WASHINGTON — Lawmakers have proposed empowering US trade negotiators to push ahead major deals with Pacific Rim and European Union nations, but the move faces stiff opposition.
Three key lawmakers on trade policy on Thursday introduced a bill to give President Barack Obama "fast-track authority", which would allow his team to negotiate agreements that Congress could approve or reject – without making changes.
Supporters said the four-year extension of the powers, which last ended in 2007, is indispensable to speeding up trade negotiations.
The Obama administration has put a high priority on the 12-nation Trans-Pacific Partnership, seeing it as tying the United States more firmly to the dynamic Asia-Pacific region at a time that China's clout is rising.
The administration has also opened talks with the European Union on a potentially sweeping pact known as the Transatlantic Trade and Investment Partnership.
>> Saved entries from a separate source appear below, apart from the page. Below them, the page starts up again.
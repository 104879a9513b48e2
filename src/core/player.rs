//! Player identification and per-player data storage.
//!
//! ## PlayerId
//!
//! Stable seat index for the lifetime of a game, supporting 1-255 players.
//!
//! ## PlayerMap
//!
//! Per-seat storage backed by `Vec` for O(1) access, indexed by `PlayerId`.

use serde::{Deserialize, Serialize};
use std::ops::{Index, IndexMut};

/// Seat index at the table.
///
/// Seats are 0-based and follow the order of the player labels handed to the
/// builder: the first label is `PlayerId(0)`.
#[derive(Clone, Copy, Debug, PartialEq, Eq, PartialOrd, Ord, Hash, Serialize, Deserialize)]
pub struct PlayerId(pub u8);

impl PlayerId {
    /// Create a new player ID.
    #[must_use]
    pub const fn new(id: u8) -> Self {
        Self(id)
    }

    /// Get the raw seat index (0-based).
    #[must_use]
    pub const fn index(self) -> usize {
        self.0 as usize
    }

    /// Iterate over all seats for a table of `player_count` players.
    ///
    /// ```
    /// use trick_engine::core::PlayerId;
    ///
    /// let seats: Vec<_> = PlayerId::all(3).collect();
    /// assert_eq!(seats, vec![PlayerId::new(0), PlayerId::new(1), PlayerId::new(2)]);
    /// ```
    pub fn all(player_count: usize) -> impl Iterator<Item = PlayerId> {
        (0..player_count as u8).map(PlayerId)
    }
}

impl std::fmt::Display for PlayerId {
    fn fmt(&self, f: &mut std::fmt::Formatter<'_>) -> std::fmt::Result {
        write!(f, "Player {}", self.0)
    }
}

/// Per-seat data storage with O(1) access.
///
/// ```
/// use trick_engine::core::{PlayerId, PlayerMap};
///
/// let mut sizes: PlayerMap<usize> = PlayerMap::new(3, |_| 17);
/// sizes[PlayerId::new(0)] += 1;
/// assert_eq!(sizes[PlayerId::new(0)], 18);
/// ```
#[derive(Clone, Debug, PartialEq, Eq, Hash, Serialize, Deserialize)]
pub struct PlayerMap<T> {
    data: Vec<T>,
}

impl<T> PlayerMap<T> {
    /// Create a new PlayerMap with values from a factory function.
    pub fn new(player_count: usize, factory: impl Fn(PlayerId) -> T) -> Self {
        assert!(player_count > 0, "Must have at least 1 player");
        assert!(player_count <= 255, "At most 255 players supported");

        let data = (0..player_count as u8).map(|i| factory(PlayerId(i))).collect();

        Self { data }
    }

    /// Create a new PlayerMap with default values.
    pub fn with_default(player_count: usize) -> Self
    where
        T: Default,
    {
        Self::new(player_count, |_| T::default())
    }

    /// Build from one value per seat, in seat order.
    pub fn from_vec(data: Vec<T>) -> Self {
        assert!(!data.is_empty(), "Must have at least 1 player");
        assert!(data.len() <= 255, "At most 255 players supported");
        Self { data }
    }

    /// Get the number of players.
    #[must_use]
    pub fn player_count(&self) -> usize {
        self.data.len()
    }

    /// Get a reference to a player's data.
    #[must_use]
    pub fn get(&self, player: PlayerId) -> &T {
        &self.data[player.index()]
    }

    /// Get a mutable reference to a player's data.
    pub fn get_mut(&mut self, player: PlayerId) -> &mut T {
        &mut self.data[player.index()]
    }

    /// Iterate over (PlayerId, &T) pairs.
    pub fn iter(&self) -> impl Iterator<Item = (PlayerId, &T)> {
        self.data
            .iter()
            .enumerate()
            .map(|(i, v)| (PlayerId(i as u8), v))
    }
}

impl<T> Index<PlayerId> for PlayerMap<T> {
    type Output = T;

    fn index(&self, player: PlayerId) -> &Self::Output {
        self.get(player)
    }
}

impl<T> IndexMut<PlayerId> for PlayerMap<T> {
    fn index_mut(&mut self, player: PlayerId) -> &mut Self::Output {
        self.get_mut(player)
    }
}
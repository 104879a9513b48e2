//! Variant implementations of the `TrickGame` contract.

pub mod president;
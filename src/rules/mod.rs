//! Game contract for variant implementations.
//!
//! Variants implement `TrickGame`; hosts drive any variant through it and
//! use the facade functions for the queries that need no variant state.

pub mod engine;
pub mod facade;

pub use engine::{GameVariant, HandView, Piles, TrickGame};
pub use facade::{is_ended, variant_name};
//! President game implementation.

use rustc_hash::FxHashSet;
use serde::{Deserialize, Serialize};
use smallvec::SmallVec;

use super::order::{display_value, is_lower, BOMB_RANK};
use super::turn;
use crate::cards::{full_deck, shuffle, Card, Deck, Suit};
use crate::core::{GameConfig, GameRng, PlayerId, PlayerMap};
use crate::error::{ConfigError, PlayError};
use crate::rules::{GameVariant, HandView, Piles, TrickGame};

/// A proposed move. Empty means pass.
pub type Play = SmallVec<[Card; 4]>;

/// The card that decides who leads.
pub const STARTING_CARD: Card = Card::new(3, Suit::Spades);

/// When a single-card beat also skips the next seat.
#[derive(Clone, Copy, Debug, Default, PartialEq, Eq, Hash, Serialize, Deserialize)]
pub enum SkipRule {
    /// Never skip.
    Never,
    /// Skip when the card matches the rank of the top it covered.
    MatchedRank,
    /// Skip on every single card played onto a non-empty pile.
    #[default]
    AnySingle,
}

/// What a validated move will do once applied.
#[derive(Clone, Copy, Debug, PartialEq, Eq)]
pub(super) enum Move {
    Pass,
    Beat { skip: bool },
    Bomb,
}

/// A game of President.
///
/// Hands, the pile and the discard always partition one canonical deck.
#[derive(Clone, Debug, PartialEq, Eq, Serialize, Deserialize)]
pub struct PresidentGame {
    players: Vec<String>,
    turn: PlayerId,
    /// Last seat whose move was not a pass.
    last_play: PlayerId,
    /// Required play size for the current streak; 0 when the pile is fresh.
    mode: u8,
    skip_rule: SkipRule,

    hands: PlayerMap<Deck>,
    pile: Deck,
    discard: Deck,

    winners: Vec<PlayerId>,
    /// Resigned seats, earliest first. They take the bottom places.
    resigned: Vec<PlayerId>,
}

/// Builder for creating a PresidentGame.
#[derive(Clone, Debug, Default)]
pub struct PresidentBuilder {
    config: GameConfig,
    skip_rule: SkipRule,
}

impl PresidentBuilder {
    pub fn new() -> Self {
        Self::default()
    }

    /// Seat labels in seating order.
    pub fn players<I, S>(mut self, players: I) -> Self
    where
        I: IntoIterator<Item = S>,
        S: Into<String>,
    {
        self.config.players = players.into_iter().map(Into::into).collect();
        self
    }

    pub fn seed(mut self, seed: u64) -> Self {
        self.config.seed = Some(seed);
        self
    }

    pub fn skip_rule(mut self, rule: SkipRule) -> Self {
        self.skip_rule = rule;
        self
    }

    /// Replace the whole table configuration.
    pub fn config(mut self, config: GameConfig) -> Self {
        self.config = config;
        self
    }

    /// Shuffle a fresh deck and deal it round-robin.
    pub fn build(self) -> Result<PresidentGame, ConfigError> {
        self.config.validate()?;

        let mut rng = self.config.seed.map_or_else(GameRng::from_entropy, GameRng::new);
        let mut deck = full_deck();
        shuffle(&mut deck, &mut rng);

        let seats = self.config.player_count();
        let mut hands = vec![Vec::new(); seats];
        for (index, card) in deck.into_iter().enumerate() {
            hands[index % seats].push(card);
        }

        log::info!(
            "dealt president for {} players with seed {}",
            seats,
            rng.seed()
        );
        Ok(PresidentGame::deal(self.config.players, hands, self.skip_rule))
    }

    /// Use a prearranged deal, one hand per seat.
    ///
    /// The hands must together hold every card of one canonical deck exactly
    /// once.
    pub fn build_with_hands(self, hands: Vec<Vec<Card>>) -> Result<PresidentGame, ConfigError> {
        self.config.validate()?;

        if hands.len() != self.config.player_count() {
            return Err(ConfigError::InvalidDeal(format!(
                "{} hands for {} players",
                hands.len(),
                self.config.player_count()
            )));
        }

        let mut seen = FxHashSet::default();
        for &card in hands.iter().flatten() {
            if !seen.insert(card) {
                return Err(ConfigError::InvalidDeal(format!("{} dealt twice", card)));
            }
        }
        if let Some(missing) = full_deck().into_iter().find(|card| !seen.contains(card)) {
            return Err(ConfigError::InvalidDeal(format!("{} not dealt", missing)));
        }

        log::info!("dealt prearranged president for {} players", hands.len());
        Ok(PresidentGame::deal(self.config.players, hands, self.skip_rule))
    }
}

impl PresidentGame {
    fn deal(players: Vec<String>, hands: Vec<Vec<Card>>, skip_rule: SkipRule) -> Self {
        let mut hands: Vec<Deck> = hands
            .into_iter()
            .map(|mut hand| {
                hand.sort_by_key(|card| display_value(card.rank()));
                hand.into_iter().collect()
            })
            .collect();
        hands.resize_with(players.len(), Deck::new);

        let start = hands
            .iter()
            .position(|hand| hand.contains(&STARTING_CARD))
            .map_or(PlayerId::new(0), |index| PlayerId(index as u8));

        let mut game = Self {
            players,
            turn: start,
            last_play: PlayerId::new(0),
            mode: 0,
            skip_rule,
            hands: PlayerMap::from_vec(hands),
            pile: Deck::new(),
            discard: Deck::new(),
            winners: Vec::new(),
            resigned: Vec::new(),
        };
        game.finalize();
        game
    }

    /// Get player count.
    #[must_use]
    pub fn player_count(&self) -> usize {
        self.players.len()
    }

    /// Required play size for the current streak (0 = any).
    #[must_use]
    pub fn mode(&self) -> u8 {
        self.mode
    }

    /// Last seat whose move was not a pass.
    #[must_use]
    pub fn last_play(&self) -> PlayerId {
        self.last_play
    }

    #[must_use]
    pub fn skip_rule(&self) -> SkipRule {
        self.skip_rule
    }

    /// Seats that left the game, earliest first.
    #[must_use]
    pub fn resigned(&self) -> &[PlayerId] {
        &self.resigned
    }

    /// Whether a seat already has a placement (finished or resigned).
    #[must_use]
    pub fn is_finished(&self, player: PlayerId) -> bool {
        self.winners.contains(&player) || self.resigned.contains(&player)
    }

    /// True once every seat is placed. Every later move returns `GameOver`.
    #[must_use]
    pub fn is_over(&self) -> bool {
        self.winners.len() == self.player_count()
    }

    /// Remove a seat from the game.
    ///
    /// The hand goes to the discard and the seat takes the lowest place not
    /// yet taken by an earlier resignation.
    pub fn resign(&mut self, player: PlayerId) -> Result<(), PlayError> {
        self.check_seat(player)?;
        if self.is_finished(player) {
            return Err(PlayError::AlreadyFinished(player));
        }

        let hand = std::mem::take(&mut self.hands[player]);
        self.discard.append(hand);
        self.resigned.push(player);
        log::debug!("{} resigned", self.label(player));

        if self.last_play == player {
            self.last_play = self.next_seat(player, 1);
        }
        if self.turn == player {
            self.turn = self.next_seat(player, 1);
            if self.turn == self.last_play {
                log::debug!("nobody beat {}; clearing the pile", self.label(self.last_play));
                self.clear_pile();
            }
        }

        self.finalize();
        Ok(())
    }

    pub(super) fn hand(&self, player: PlayerId) -> &Deck {
        &self.hands[player]
    }

    // === Validation ===

    fn check_seat(&self, player: PlayerId) -> Result<(), PlayError> {
        if self.is_over() {
            return Err(PlayError::GameOver);
        }
        if player.index() >= self.player_count() {
            return Err(PlayError::UnknownPlayer(player));
        }
        Ok(())
    }

    /// Whether the pile topped with `cards` ends in four of a kind.
    fn is_completion(&self, cards: &[Card]) -> bool {
        if cards.is_empty() {
            return false;
        }
        let tail: SmallVec<[Card; 4]> = self.pile.iter().chain(cards).rev().take(4).copied().collect();
        tail.len() == 4 && tail.iter().all(|card| card.rank() == tail[0].rank())
    }

    /// Decide what `player` playing `cards` would do, without touching state.
    pub(super) fn check(&self, player: PlayerId, cards: &[Card]) -> Result<Move, PlayError> {
        self.check_seat(player)?;

        let completion = self.is_completion(cards);
        if player != self.turn && !completion {
            return Err(PlayError::OutOfTurn {
                player,
                turn: self.turn,
            });
        }

        let Some(&lead) = cards.first() else {
            return Ok(Move::Pass);
        };

        let hand = &self.hands[player];
        let mut claimed = FxHashSet::default();
        for &card in cards {
            if !claimed.insert(card) || !hand.contains(&card) {
                return Err(PlayError::CardNotInHand(card));
            }
        }

        let count = cards.len();
        if self.mode != 0
            && count != usize::from(self.mode)
            && count != 4
            && lead.rank() != BOMB_RANK
            && !completion
        {
            return Err(PlayError::WrongPlayCount {
                given: count,
                required: self.mode,
            });
        }

        if count > 1 {
            if let Some(pair) = cards.windows(2).find(|pair| pair[0].rank() != pair[1].rank()) {
                return Err(PlayError::NonUniformRank(pair[0], pair[1]));
            }
            if lead.rank() == BOMB_RANK {
                return Err(PlayError::MultipleTwosDisallowed);
            }
        }

        let top = self.pile.back().copied();
        if let Some(top) = top {
            if is_lower(lead, top) {
                return Err(PlayError::PlayTooLow { played: lead, top });
            }
        }

        if lead.rank() == BOMB_RANK && top.is_none() {
            return Err(PlayError::EmptyPileBomb);
        }

        if lead.rank() == BOMB_RANK || count == 4 || completion {
            return Ok(Move::Bomb);
        }

        let skip = count == 1
            && match self.skip_rule {
                SkipRule::Never => false,
                SkipRule::MatchedRank => top.is_some_and(|top| top.rank() == lead.rank()),
                SkipRule::AnySingle => top.is_some(),
            };
        Ok(Move::Beat { skip })
    }

    // === Mutation ===

    fn apply(&mut self, player: PlayerId, cards: &[Card], action: Move) {
        match action {
            Move::Pass => self.pass(player),
            Move::Beat { skip } => {
                self.commit(player, cards);
                let steps = if skip { 2 } else { 1 };
                self.turn = self.next_seat(self.turn, steps);
                log::debug!(
                    "{} played {}; {} to act",
                    self.label(player),
                    format_cards(cards),
                    self.label(self.turn)
                );
            }
            Move::Bomb => {
                self.commit(player, cards);
                log::debug!("{} bombed with {}", self.label(player), format_cards(cards));
                self.clear_pile();
                self.turn = player;
            }
        }

        if action != Move::Pass {
            self.last_play = player;
            if self.hands[player].is_empty() {
                self.winners.push(player);
                log::debug!("{} finished in place {}", self.label(player), self.winners.len());
                self.last_play = self.next_seat(player, 1);
                self.clear_pile();
                if self.turn == player {
                    self.turn = self.next_seat(player, 1);
                }
            }
        }

        self.finalize();
    }

    fn pass(&mut self, player: PlayerId) {
        self.turn = self.next_seat(self.turn, 1);
        log::debug!("{} passed", self.label(player));

        if self.turn == self.last_play {
            log::debug!("nobody beat {}; clearing the pile", self.label(self.last_play));
            self.clear_pile();
        }
    }

    fn commit(&mut self, player: PlayerId, cards: &[Card]) {
        self.mode = cards.len() as u8;

        let hand = &mut self.hands[player];
        for card in cards {
            if let Some(position) = hand.index_of(card) {
                hand.remove(position);
            }
        }

        self.pile.extend(cards.iter().copied());
    }

    fn clear_pile(&mut self) {
        let pile = std::mem::take(&mut self.pile);
        self.discard.append(pile);
        self.mode = 0;
    }

    /// Place the last seat standing, then the resigned seats in reverse.
    fn finalize(&mut self) {
        if self.is_over() {
            return;
        }

        let remaining: SmallVec<[PlayerId; 2]> = PlayerId::all(self.player_count())
            .filter(|&seat| !self.is_finished(seat))
            .take(2)
            .collect();
        if remaining.len() > 1 {
            return;
        }

        if let Some(&last) = remaining.first() {
            log::debug!("{} is the last player standing", self.label(last));
            self.winners.push(last);
        }
        self.winners.extend(self.resigned.iter().rev());
        log::debug!("game over: {:?}", self.winners);
    }

    fn next_seat(&self, from: PlayerId, steps: usize) -> PlayerId {
        turn::after(from, steps, self.player_count(), |seat| self.is_finished(seat))
    }

    fn label(&self, player: PlayerId) -> &str {
        self.players.get(player.index()).map_or("?", String::as_str)
    }
}

fn format_cards(cards: &[Card]) -> String {
    cards.iter().map(Card::to_string).collect::<Vec<_>>().join(" ")
}

impl TrickGame for PresidentGame {
    fn variant(&self) -> Option<GameVariant> {
        Some(GameVariant::President)
    }

    fn players(&self) -> Vec<String> {
        self.players.clone()
    }

    fn turn(&self) -> PlayerId {
        self.turn
    }

    fn hands(&self, viewer: PlayerId) -> Vec<HandView> {
        self.hands
            .iter()
            .map(|(seat, hand)| {
                if seat == viewer {
                    HandView::Visible(hand.clone())
                } else {
                    HandView::Hidden { size: hand.len() }
                }
            })
            .collect()
    }

    fn piles(&self) -> Piles {
        Piles {
            active: self.pile.clone(),
            discard: self.discard.clone(),
        }
    }

    fn winners(&self) -> Vec<PlayerId> {
        self.winners.clone()
    }

    fn play(&mut self, player: PlayerId, cards: &[Card]) -> Result<(), PlayError> {
        match self.check(player, cards) {
            Ok(action) => {
                self.apply(player, cards, action);
                Ok(())
            }
            Err(err) => {
                log::trace!("rejected move by {}: {}", self.label(player), err);
                Err(err)
            }
        }
    }

    /// Finished seats fill places from the top, resigned seats from the
    /// bottom.
    fn rankings(&self) -> Vec<Option<PlayerId>> {
        let mut places = vec![None; self.player_count()];
        for (place, &seat) in self.winners.iter().enumerate() {
            places[place] = Some(seat);
        }
        if !self.is_over() {
            for (place, &seat) in places.iter_mut().rev().zip(&self.resigned) {
                *place = Some(seat);
            }
        }
        places
    }
}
The trade authority legislation "is critical to a successful trade agenda", Senator Max Baucus, a Democrat who heads the Senate Finance Committee, said in a statement as he co-introduced the bill.
"It is critical to boosting US exports and creating jobs. And it's critical to fuelling America's growing economy," said Baucus, who Obama recently nominated to be ambassador to China.
The legislation outlines US objectives in trade deals, including the protection of intellectual property and assurances against currency manipulation.
Some lawmakers accuse Japan, which is part of the Trans-Pacific Partnership, and especially China, which is suspicious of the trade pact, of artificially weakening their currencies to promote exports.
"This legislation will be instrumental to ensuring that our country's current trade negotiations in Asia and Europe are a success and that these agreements meet the high standards necessary for congressional approval," said Senator Orrin Hatch, the top Republican on the Senate Finance Committee.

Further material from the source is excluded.